#### Task objective
Search the records for the string "crate" and copy every line in which it appears.

*-*-*

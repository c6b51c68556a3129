//! Pagination defaults and clamping helpers shared by every list endpoint.

/// Default number of rows per page.
pub const DEFAULT_PAGE_LIMIT: i64 = 20;

/// Maximum number of rows per page.
pub const MAX_PAGE_LIMIT: i64 = 100;

/// Clamp a user-provided limit to `[1, max]`, using `default` when absent.
pub fn clamp_limit(limit: Option<i64>, default: i64, max: i64) -> i64 {
    limit.unwrap_or(default).max(1).min(max)
}

/// Clamp a user-provided offset to non-negative.
pub fn clamp_offset(offset: Option<i64>) -> i64 {
    offset.unwrap_or(0).max(0)
}

/// Clamp both values with the standard page defaults.
pub fn clamp_page(limit: Option<i64>, offset: Option<i64>) -> (i64, i64) {
    (
        clamp_limit(limit, DEFAULT_PAGE_LIMIT, MAX_PAGE_LIMIT),
        clamp_offset(offset),
    )
}
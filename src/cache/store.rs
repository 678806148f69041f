//! Cache Store Module
//!
//! Main cache engine combining HashMap storage with insertion-order
//! eviction, TTL expiration and freshness classification.

use std::collections::HashMap;
use std::sync::Arc;
use std::time::Duration;

use tracing::debug;

use crate::cache::{
    CacheConfig, CacheEntry, CacheStats, CacheStatus, Clock, InsertionOrder, SystemClock,
};

// == TTL Cache ==
/// In-memory TTL cache with stale-while-revalidate classification.
///
/// The cache is passive: it never fetches. Callers ask for [`status`]
/// and decide whether to refresh.
///
/// [`status`]: TtlCache::status
#[derive(Debug)]
pub struct TtlCache<T> {
    /// Key-value storage
    entries: HashMap<String, CacheEntry<T>>,
    /// Write order for eviction
    order: InsertionOrder,
    stats: CacheStats,
    config: CacheConfig,
    clock: Arc<dyn Clock>,
}

impl<T: Clone> TtlCache<T> {
    // == Constructor ==
    /// Creates a cache on the system clock.
    pub fn new(config: CacheConfig) -> Self {
        Self::with_clock(config, Arc::new(SystemClock))
    }

    /// Creates a cache on the given clock.
    ///
    /// A `max_size` of 0 is treated as 1.
    pub fn with_clock(mut config: CacheConfig, clock: Arc<dyn Clock>) -> Self {
        config.max_size = config.max_size.max(1);
        Self {
            entries: HashMap::new(),
            order: InsertionOrder::new(),
            stats: CacheStats::new(),
            config,
            clock,
        }
    }

    pub fn config(&self) -> &CacheConfig {
        &self.config
    }

    // == Get ==
    /// Returns a copy of the data stored under `key`.
    ///
    /// Expired entries are removed and counted as misses. Stale entries are
    /// still returned and counted as both a hit and a stale hit.
    pub fn get(&mut self, key: &str) -> Option<T> {
        let now = self.clock.now_ms();
        let stale_threshold = self.stale_threshold_ms();

        let status = match self.entries.get(key) {
            Some(entry) => entry.status(now, stale_threshold),
            None => CacheStatus::Missing,
        };

        match status {
            CacheStatus::Fresh => {
                self.stats.record_hit();
                self.entries.get(key).map(|e| e.data.clone())
            }
            CacheStatus::Stale => {
                self.stats.record_stale_hit();
                self.entries.get(key).map(|e| e.data.clone())
            }
            CacheStatus::Expired => {
                debug!(key, "dropping expired entry on read");
                self.remove_entry(key);
                self.stats.record_miss();
                None
            }
            CacheStatus::Missing => {
                self.stats.record_miss();
                None
            }
        }
    }

    // == Set ==
    /// Stores `data` under `key` with the given TTL or the default one.
    ///
    /// Writing a new key while the cache is full evicts the oldest written
    /// key first. Overwriting an existing key never evicts.
    pub fn set(&mut self, key: impl Into<String>, data: T, ttl: Option<Duration>) {
        let key = key.into();

        if !self.entries.contains_key(&key) && self.entries.len() >= self.config.max_size {
            if let Some(evicted) = self.order.pop_oldest() {
                debug!(key = %evicted, "evicting oldest entry");
                self.entries.remove(&evicted);
                self.stats.record_eviction();
            }
        }

        let ttl_ms = ttl.unwrap_or(self.config.default_ttl).as_millis() as u64;
        let entry = CacheEntry::new(key.clone(), data, self.clock.now_ms(), ttl_ms);

        self.entries.insert(key.clone(), entry);
        self.order.record(&key);
        self.sync_size();
    }

    // == Status ==
    /// Classifies `key` without touching counters or entries.
    pub fn status(&self, key: &str) -> CacheStatus {
        match self.entries.get(key) {
            Some(entry) => entry.status(self.clock.now_ms(), self.stale_threshold_ms()),
            None => CacheStatus::Missing,
        }
    }

    /// True if `key` holds servable data (fresh or stale).
    pub fn is_valid(&self, key: &str) -> bool {
        self.status(key).is_servable()
    }

    pub fn is_stale(&self, key: &str) -> bool {
        self.status(key) == CacheStatus::Stale
    }

    // == Delete ==
    /// Removes one entry. Returns whether it was present.
    pub fn delete(&mut self, key: &str) -> bool {
        let removed = self.remove_entry(key);
        self.sync_size();
        removed
    }

    // == Clear ==
    /// Removes every entry whose key starts with `prefix`, or everything
    /// when no prefix is given. Returns the number removed.
    pub fn clear(&mut self, prefix: Option<&str>) -> usize {
        let before = self.entries.len();

        match prefix {
            Some(prefix) => {
                self.entries.retain(|k, _| !k.starts_with(prefix));
                self.order.remove_where(|k| k.starts_with(prefix));
            }
            None => {
                self.entries.clear();
                self.order.clear();
            }
        }

        self.sync_size();
        before - self.entries.len()
    }

    // == Cleanup ==
    /// Removes all expired entries and returns how many were removed.
    pub fn cleanup(&mut self) -> usize {
        let now = self.clock.now_ms();
        let expired: Vec<String> = self
            .entries
            .iter()
            .filter(|(_, entry)| entry.is_expired(now))
            .map(|(key, _)| key.clone())
            .collect();

        for key in &expired {
            self.remove_entry(key);
        }

        self.sync_size();
        expired.len()
    }

    // == Age ==
    /// Time since `key` was written, if present.
    pub fn age(&self, key: &str) -> Option<Duration> {
        let now = self.clock.now_ms();
        self.entries
            .get(key)
            .map(|entry| Duration::from_millis(entry.age_ms(now)))
    }

    // == Stats ==
    /// Returns a snapshot of the counters.
    pub fn stats(&self) -> CacheStats {
        self.stats
    }

    pub fn len(&self) -> usize {
        self.entries.len()
    }

    pub fn is_empty(&self) -> bool {
        self.entries.is_empty()
    }

    /// Keys from oldest to newest write.
    pub fn keys(&self) -> impl Iterator<Item = &str> {
        self.order.iter()
    }

    fn stale_threshold_ms(&self) -> u64 {
        self.config.stale_threshold.as_millis() as u64
    }

    fn remove_entry(&mut self, key: &str) -> bool {
        if self.entries.remove(key).is_some() {
            self.order.remove(key);
            self.sync_size();
            true
        } else {
            false
        }
    }

    fn sync_size(&mut self) {
        self.stats.set_size(self.entries.len());
    }
}
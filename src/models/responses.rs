//! Response DTOs for the wish relay API
//!
//! Defines the structure of outgoing HTTP response bodies. Bodies follow
//! the backend's `{ success, data | error }` envelope so clients can treat
//! the relay and the backend alike.

use serde::Serialize;

use crate::cache::CacheStats;
use crate::models::{FieldError, Wish, WishPage};

/// Where a `GET /wishes` response came from.
#[derive(Debug, Clone, Copy, PartialEq, Eq, Serialize)]
#[serde(rename_all = "lowercase")]
pub enum CacheSource {
    /// Served from a fresh cache entry
    Fresh,
    /// Served from a stale entry; a background refresh was scheduled
    Stale,
    /// Fetched from the backend
    Miss,
}

/// Response body for `GET /wishes`
#[derive(Debug, Clone, Serialize)]
pub struct WishesResponse {
    pub success: bool,
    pub data: WishPage,
    pub cache: CacheSource,
    /// Age of the served entry in milliseconds
    pub age_ms: u64,
}

impl WishesResponse {
    pub fn new(data: WishPage, cache: CacheSource, age_ms: u64) -> Self {
        Self {
            success: true,
            data,
            cache,
            age_ms,
        }
    }
}

/// Response body for `POST /wishes`
#[derive(Debug, Clone, Serialize)]
pub struct CreatedWishResponse {
    pub success: bool,
    pub data: Wish,
}

impl CreatedWishResponse {
    pub fn new(data: Wish) -> Self {
        Self {
            success: true,
            data,
        }
    }
}

/// Response body for cache maintenance endpoints
#[derive(Debug, Clone, Serialize)]
pub struct RemovedResponse {
    pub success: bool,
    /// Number of entries removed
    pub removed: usize,
}

impl RemovedResponse {
    pub fn new(removed: usize) -> Self {
        Self {
            success: true,
            removed,
        }
    }
}

/// Response body for the stats endpoint (GET /stats)
#[derive(Debug, Clone, Serialize)]
pub struct StatsResponse {
    pub hits: u64,
    pub misses: u64,
    pub stale_hits: u64,
    pub evictions: u64,
    pub size: usize,
    /// Hit rate (hits / (hits + misses))
    pub hit_rate: f64,
}

impl From<CacheStats> for StatsResponse {
    fn from(stats: CacheStats) -> Self {
        Self {
            hits: stats.hits,
            misses: stats.misses,
            stale_hits: stats.stale_hits,
            evictions: stats.evictions,
            size: stats.size,
            hit_rate: stats.hit_rate(),
        }
    }
}

/// Response body for the health endpoint (GET /health)
#[derive(Debug, Clone, Serialize)]
pub struct HealthResponse {
    /// Health status (e.g., "healthy")
    pub status: String,
    /// Current timestamp in ISO 8601 format
    pub timestamp: String,
}

impl HealthResponse {
    /// Creates a new HealthResponse with current timestamp
    pub fn healthy() -> Self {
        Self {
            status: "healthy".to_string(),
            timestamp: chrono::Utc::now().to_rfc3339(),
        }
    }
}

/// Error response body for all error conditions
#[derive(Debug, Clone, Serialize)]
pub struct ErrorResponse {
    pub success: bool,
    /// Error message describing what went wrong
    pub error: String,
    #[serde(skip_serializing_if = "Vec::is_empty")]
    pub errors: Vec<FieldError>,
    /// Suggested wait in seconds before trying again
    #[serde(skip_serializing_if = "Option::is_none")]
    pub retry_after: Option<u64>,
}

impl ErrorResponse {
    pub fn new(error: impl Into<String>) -> Self {
        Self {
            success: false,
            error: error.into(),
            errors: Vec::new(),
            retry_after: None,
        }
    }

    pub fn with_errors(mut self, errors: Vec<FieldError>) -> Self {
        self.errors = errors;
        self
    }

    pub fn with_retry_after(mut self, retry_after: Option<u64>) -> Self {
        self.retry_after = retry_after;
        self
    }
}
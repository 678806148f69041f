//! Retry policy: attempt ceiling and backoff schedule.

use rand::Rng;
use std::time::Duration;

/// Configuration for retry behavior.
#[derive(Debug, Clone, PartialEq)]
pub struct RetryConfig {
    /// Maximum number of invocations, including the first one.
    pub max_retries: u32,
    /// Delay after the first failed attempt.
    pub initial_delay: Duration,
    /// Upper bound for any single delay.
    pub max_delay: Duration,
    /// Growth factor between consecutive delays.
    pub backoff_multiplier: f64,
    /// Whether to randomize delays.
    pub use_jitter: bool,
}

impl Default for RetryConfig {
    fn default() -> Self {
        Self {
            max_retries: 3,
            initial_delay: Duration::from_millis(1_000),
            max_delay: Duration::from_millis(10_000),
            backoff_multiplier: 2.0,
            use_jitter: true,
        }
    }
}

impl RetryConfig {
    pub fn new() -> Self {
        Self::default()
    }

    pub fn with_max_retries(mut self, max_retries: u32) -> Self {
        self.max_retries = max_retries;
        self
    }

    pub fn with_initial_delay(mut self, delay: Duration) -> Self {
        self.initial_delay = delay;
        self
    }

    pub fn with_max_delay(mut self, delay: Duration) -> Self {
        self.max_delay = delay;
        self
    }

    pub fn with_backoff_multiplier(mut self, multiplier: f64) -> Self {
        self.backoff_multiplier = multiplier;
        self
    }

    pub fn with_jitter(mut self, jitter: bool) -> Self {
        self.use_jitter = jitter;
        self
    }

    /// Number of invocations the executor will make at most. Never below 1.
    pub fn attempt_limit(&self) -> u32 {
        self.max_retries.max(1)
    }

    /// Delay after the given failed attempt (1-based), before jitter:
    /// `min(max_delay, initial_delay * multiplier^(attempt - 1))`.
    pub fn base_delay_for(&self, attempt_number: u32) -> Duration {
        let exponent = attempt_number.saturating_sub(1).min(i32::MAX as u32) as i32;
        let factor = self.backoff_multiplier.max(0.0).powi(exponent);
        let delay_secs = self.initial_delay.as_secs_f64() * factor;
        let capped_secs = delay_secs.min(self.max_delay.as_secs_f64());

        if capped_secs.is_finite() && capped_secs > 0.0 {
            Duration::from_secs_f64(capped_secs)
        } else {
            Duration::ZERO
        }
    }

    /// Delay after the given failed attempt, with jitter applied when enabled.
    ///
    /// Jitter scales the delay by a uniform factor in `[0.5, 1.0]`, so a
    /// jittered delay never exceeds `max_delay`.
    pub fn delay_for(&self, attempt_number: u32) -> Duration {
        let base = self.base_delay_for(attempt_number);
        if !self.use_jitter || base.is_zero() {
            return base;
        }

        let factor = rand::rng().random_range(0.5..=1.0);
        base.mul_f64(factor)
    }
}
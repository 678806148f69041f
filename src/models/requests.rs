//! Request DTOs for the wish relay API
//!
//! Defines the structure of incoming query strings and request bodies.

use serde::{Deserialize, Serialize};

use crate::cache::{build_key, normalize_venue, KeyOptions};
use crate::models::FieldError;

/// Largest page size a client may ask for.
pub const MAX_PAGE_SIZE: u32 = 100;
const DEFAULT_PAGE_SIZE: u32 = 10;

pub const MAX_NAME_CHARS: usize = 50;
pub const MAX_MESSAGE_CHARS: usize = 500;

fn default_limit() -> u32 {
    DEFAULT_PAGE_SIZE
}

fn default_page() -> u32 {
    1
}

/// Query string for `GET /wishes`.
#[derive(Debug, Clone, PartialEq, Eq, Serialize, Deserialize)]
pub struct WishQuery {
    /// Optional venue filter
    #[serde(default, skip_serializing_if = "Option::is_none")]
    pub venue: Option<String>,
    #[serde(default = "default_limit")]
    pub limit: u32,
    #[serde(default = "default_page")]
    pub page: u32,
}

impl Default for WishQuery {
    fn default() -> Self {
        Self {
            venue: None,
            limit: DEFAULT_PAGE_SIZE,
            page: 1,
        }
    }
}

impl WishQuery {
    /// Returns the query with its venue in canonical form, so the cache
    /// key and the upstream request describe the same thing.
    pub fn normalized(self) -> Self {
        Self {
            venue: self.venue.as_deref().and_then(normalize_venue),
            ..self
        }
    }

    /// Validates paging bounds.
    ///
    /// Returns an error message if validation fails, None if valid.
    pub fn validate(&self) -> Option<String> {
        if self.limit == 0 || self.limit > MAX_PAGE_SIZE {
            return Some(format!("limit must be between 1 and {}", MAX_PAGE_SIZE));
        }
        if self.page == 0 {
            return Some("page must be 1 or greater".to_string());
        }
        None
    }

    pub fn key_options(&self) -> KeyOptions<'_> {
        KeyOptions {
            venue: self.venue.as_deref(),
            limit: self.limit,
            page: self.page,
        }
    }

    /// Cache key for this query.
    pub fn cache_key(&self) -> String {
        build_key(&self.key_options())
    }
}

/// Body for `POST /wishes`.
#[derive(Debug, Clone, PartialEq, Eq, Serialize, Deserialize)]
pub struct NewWish {
    pub name: String,
    pub message: String,
    #[serde(default, skip_serializing_if = "Option::is_none")]
    pub attendance: Option<String>,
    #[serde(default, skip_serializing_if = "Option::is_none")]
    pub venue: Option<String>,
}

impl NewWish {
    /// Returns one entry per invalid field; empty when valid.
    pub fn validate(&self) -> Vec<FieldError> {
        let mut errors = Vec::new();

        let name = self.name.trim();
        if name.is_empty() {
            errors.push(FieldError::new("name", "Name is required"));
        } else if name.chars().count() > MAX_NAME_CHARS {
            errors.push(FieldError::new(
                "name",
                format!("Name must be at most {} characters", MAX_NAME_CHARS),
            ));
        }

        let message = self.message.trim();
        if message.is_empty() {
            errors.push(FieldError::new("message", "Message is required"));
        } else if message.chars().count() > MAX_MESSAGE_CHARS {
            errors.push(FieldError::new(
                "message",
                format!("Message must be at most {} characters", MAX_MESSAGE_CHARS),
            ));
        }

        errors
    }
}

/// Query string for `DELETE /cache`.
#[derive(Debug, Clone, Default, Deserialize)]
pub struct ClearCacheQuery {
    #[serde(default)]
    pub prefix: Option<String>,
}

*-*-*

#### Task response
use crate::cache::{
use crate::cache::CacheStats;
use crate::models::{FieldError, Wish, WishPage};
use crate::cache::{build_key, normalize_venue, KeyOptions};
use crate::models::FieldError;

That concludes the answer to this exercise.